Transport is responsible for almost a quarter of harmful emissions so it will be interesting to see if hydrogen and electricity can remove a large part of this.

There are other things we can do.

Motorists could try and use their cars less and plan their journeys better.

This is difficult in the South West where public transport is generally poor but we could try to share driving where possible.

We are looking at a scheme to link up our employees as most arrive in cars which sit on the road or in a car park all day.

Even getting two in the same district to share would help and four would really make a difference.

The alternative is using a bike but more investment is needed in cycle lanes if this is going to grow seriously. 

We are going to get more pressure to do more at home.

Insulate your houses where losing heat is becoming increasingly more expensive and there are Government grants available to help.

Buying low-emission appliances and just turning them off when we are not using them will have an effect.  

We are also going to be asked to change our boilers from gas to electricity and again Government grants will help with the cost.

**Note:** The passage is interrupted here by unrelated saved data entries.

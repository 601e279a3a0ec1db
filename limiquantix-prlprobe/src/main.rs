//! # limiquantix prlprobe
//!
//! Loads Parallels domains through the adapter and prints them.
//!
//! ## Usage
//! ```bash
//! prlprobe --inventory config/inventory.yaml list
//! prlprobe --config /etc/limiquantix/prlprobe.yaml show 4c3f2d1e-8a9b-4c5d-9e0f-1a2b3c4d5e6f
//! ```

use anyhow::{Context, Result};
use clap::Parser;
use tracing::{error, info, warn};

use limiquantix_prlprobe::cli::Args;
use limiquantix_prlprobe::config::{Config, DEFAULT_CONFIG_PATH};
use limiquantix_prlprobe::Inventory;

#[tokio::main]
async fn main() -> Result<()> {
    // Parse CLI arguments
    let args = Args::parse();

    // Load configuration; logging is configured from it, so report afterwards
    let (config, source) = match &args.config {
        Some(config_path) => (Config::load(config_path)?, Some(config_path.as_str())),
        None => match Config::load(DEFAULT_CONFIG_PATH) {
            Ok(cfg) => (cfg, Some(DEFAULT_CONFIG_PATH)),
            Err(_) => (Config::default(), None),
        },
    };
    let config = config.with_cli_overrides(&args)?;

    // Initialize logging
    limiquantix_common::init_logging_with_format(config.log_format, &config.log_level)?;

    info!(version = env!("CARGO_PKG_VERSION"), "Starting prlprobe");
    match source {
        Some(path) => info!(config_path = %path, "Configuration loaded"),
        None => info!("No config file found, using CLI arguments and defaults"),
    }

    let inventory = match &config.inventory {
        Some(path) => Inventory::load(path)?,
        None => {
            warn!("No inventory configured, the dispatcher has no domains");
            Inventory::default()
        }
    };

    info!(
        domains = inventory.domains.len(),
        job_timeout = ?config.connection.job_timeout(),
        "prlprobe configured"
    );

    // The adapter blocks on vendor jobs; keep it off the async workers.
    let command = args.command.clone();
    let output = tokio::task::spawn_blocking(move || {
        limiquantix_prlprobe::run(&config, &inventory, &command)
    })
    .await
    .context("Probe task panicked")?;

    match output {
        Ok(text) => {
            println!("{}", text);
            Ok(())
        }
        Err(e) => {
            error!(error = %e, "Probe failed");
            Err(e)
        }
    }
}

We should try to eat more environmentally friendly foods and ensure we waste less.

We all throw away too much food and expect to have products whether they are in season or not. 

One of the results of Covid is we have not gone out to social events as we used to and there has been no pressure to be fashionable, so if we can afford to purchase clothes that last longer and can be recycled it makes good sense and helps the planet. 

The reason I mention these other ways of reducing greenhouse gasses is we love the freedom of our motor cars.

Electricity, hydrogen and new forms of power will help but we all need to contribute more for the benefit of future generations.